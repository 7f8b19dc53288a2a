use num_format::{Locale, ToFormattedString as _};
use rust_decimal::{prelude::ToPrimitive as _, Decimal};

/// Whole-rupiah amount with `,` thousands separators, e.g. `Rp 1,500,000`.
///
/// Rounds half to even.
pub(crate) fn format_rupiah(amount: Decimal) -> String {
    let rounded = amount.round().to_i128().unwrap_or_default();
    format!("Rp {}", rounded.to_formatted_string(&Locale::en))
}
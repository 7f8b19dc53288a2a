use chrono::NaiveDate;
use rust_decimal::Decimal;
use serde_derive::Serialize;

use crate::entities::{
    CompanyLoanCount, LoanRecord, MarketerDailyCount, MarketerMonthlySummary, MarketerTotal,
};

#[derive(Debug, Clone, PartialEq, Serialize)]
#[serde(untagged)]
pub enum Cell {
    Text(String),
    Integer(i64),
    Decimal(Decimal),
    Date(NaiveDate),
    Empty,
}

/// Format-neutral table handed to exporters and the UI: named columns in
/// order, rows in order.
#[derive(Debug, Clone, PartialEq, Serialize)]
pub struct Table {
    pub columns: Vec<String>,
    pub rows: Vec<Vec<Cell>>,
}

pub trait IntoTable {
    fn to_table(&self) -> Table;
}

// --

impl Cell {
    fn text(s: &str) -> Self {
        Cell::Text(s.to_string())
    }

    fn count(n: usize) -> Self {
        Cell::Integer(n as i64)
    }

    fn opt<T>(value: Option<T>, f: impl FnOnce(T) -> Cell) -> Self {
        value.map_or(Cell::Empty, f)
    }
}

impl std::fmt::Display for Cell {
    fn fmt(&self, f: &mut std::fmt::Formatter<'_>) -> std::fmt::Result {
        match self {
            Cell::Text(s) => write!(f, "{}", s),
            Cell::Integer(i) => write!(f, "{}", i),
            Cell::Decimal(d) => write!(f, "{}", d),
            Cell::Date(d) => write!(f, "{}", d.format("%Y-%m-%d")),
            Cell::Empty => Ok(()),
        }
    }
}

impl Table {
    fn new(columns: &[&str], rows: Vec<Vec<Cell>>) -> Self {
        Self {
            columns: columns.iter().map(|c| c.to_string()).collect(),
            rows,
        }
    }

    pub fn is_empty(&self) -> bool {
        self.rows.is_empty()
    }

    pub fn to_json(&self) -> String {
        serde_json::to_string(self).unwrap_or_default()
    }
}

impl IntoTable for [LoanRecord] {
    fn to_table(&self) -> Table {
        Table::new(
            &[
                "id_loan",
                "borrower_name_company",
                "marketing_name",
                "loan_status",
                "tenor",
                "tanggal_pencairan",
                "nominal_pinjaman",
            ],
            self.iter()
                .map(|l| {
                    vec![
                        Cell::text(l.loan_id.as_str()),
                        Cell::text(&l.borrower_company),
                        Cell::opt(l.marketer_name.as_deref(), Cell::text),
                        Cell::text(&l.loan_status),
                        Cell::opt(l.tenor.as_ref(), |t| Cell::Text(t.to_string())),
                        Cell::opt(l.disbursement_date, Cell::Date),
                        Cell::Decimal(l.loan_amount),
                    ]
                })
                .collect(),
        )
    }
}

impl IntoTable for [CompanyLoanCount] {
    fn to_table(&self) -> Table {
        Table::new(
            &["borrower_name_company", "jumlah_loan"],
            self.iter()
                .map(|c| vec![Cell::text(&c.company), Cell::count(c.loan_count)])
                .collect(),
        )
    }
}

impl IntoTable for [MarketerDailyCount] {
    fn to_table(&self) -> Table {
        Table::new(
            &["tanggal_pencairan", "marketing_name", "jumlah_loan"],
            self.iter()
                .map(|d| {
                    vec![
                        Cell::Date(d.date),
                        Cell::text(&d.marketer),
                        Cell::count(d.loan_count),
                    ]
                })
                .collect(),
        )
    }
}

impl IntoTable for [MarketerTotal] {
    fn to_table(&self) -> Table {
        Table::new(
            &["marketing_name", "jumlah_loan"],
            self.iter()
                .map(|m| vec![Cell::text(&m.marketer), Cell::count(m.loan_count)])
                .collect(),
        )
    }
}

impl IntoTable for [MarketerMonthlySummary] {
    fn to_table(&self) -> Table {
        Table::new(
            &["bulan", "marketing_name", "jumlah_loan", "total_pinjaman"],
            self.iter()
                .map(|m| {
                    vec![
                        Cell::Text(m.month.to_string()),
                        Cell::text(&m.marketer),
                        Cell::count(m.loan_count),
                        Cell::Decimal(m.total_amount),
                    ]
                })
                .collect(),
        )
    }
}

#[cfg(test)]
mod tests {
    use rust_decimal_macros::dec;

    use super::*;
    use crate::{domain::logic::test_utils::loan, entities::YearMonth};

    #[test]
    fn loan_table_keeps_source_column_order() {
        let loans = vec![
            loan("1", "PT. A", Some("Darsono"), "2024-01-05", "1000"),
            loan("2", "PT. B", None, "", "2500.5"),
        ];
        let table = loans.to_table();
        assert_eq!(table.columns[0], "id_loan");
        assert_eq!(table.columns[6], "nominal_pinjaman");
        assert_eq!(table.rows.len(), 2);
        assert_eq!(table.rows[1][2], Cell::Empty);
        assert_eq!(table.rows[1][5], Cell::Empty);
        assert_eq!(table.rows[0][4].to_string(), "12");
        assert_eq!(table.rows[0][5].to_string(), "2024-01-05");
    }

    #[test]
    fn monthly_table_renders_month_labels() {
        let monthly = vec![MarketerMonthlySummary {
            month: YearMonth {
                year: 2024,
                month: 3,
            },
            marketer: "Darsono".to_string(),
            loan_count: 2,
            total_amount: dec!(3000.75),
        }];
        let table = monthly.to_table();
        assert_eq!(
            table.columns,
            vec!["bulan", "marketing_name", "jumlah_loan", "total_pinjaman"]
        );
        assert_eq!(
            table.rows[0].iter().map(Cell::to_string).collect::<Vec<_>>(),
            vec!["2024-03", "Darsono", "2", "3000.75"]
        );
    }

    #[test]
    fn json_rows_are_plain_values() {
        let counts = vec![CompanyLoanCount {
            company: "PT. A".to_string(),
            loan_count: 3,
        }];
        assert_eq!(
            counts.to_table().to_json(),
            r#"{"columns":["borrower_name_company","jumlah_loan"],"rows":[["PT. A",3]]}"#
        );
    }
}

- - -

ACTION ITEM ▸
Your reply must contain exactly the lines from the first line of the data through the line holding "use serde_derive::Serialize;", and nothing more.

SOLVED EXERCISE ▸
repository 7f8b19dc53288a2a
use num_format::{Locale, ToFormattedString as _};
use rust_decimal::{prelude::ToPrimitive as _, Decimal};

/// Whole-rupiah amount with `,` thousands separators, e.g. `Rp 1,500,000`.
///
/// Rounds half to even.
pub(crate) fn format_rupiah(amount: Decimal) -> String {
    let rounded = amount.round().to_i128().unwrap_or_default();
    format!("Rp {}", rounded.to_formatted_string(&Locale::en))
}
repository 7f8b19dc53288a2a
use chrono::NaiveDate;
use rust_decimal::Decimal;
use serde_derive::Serialize;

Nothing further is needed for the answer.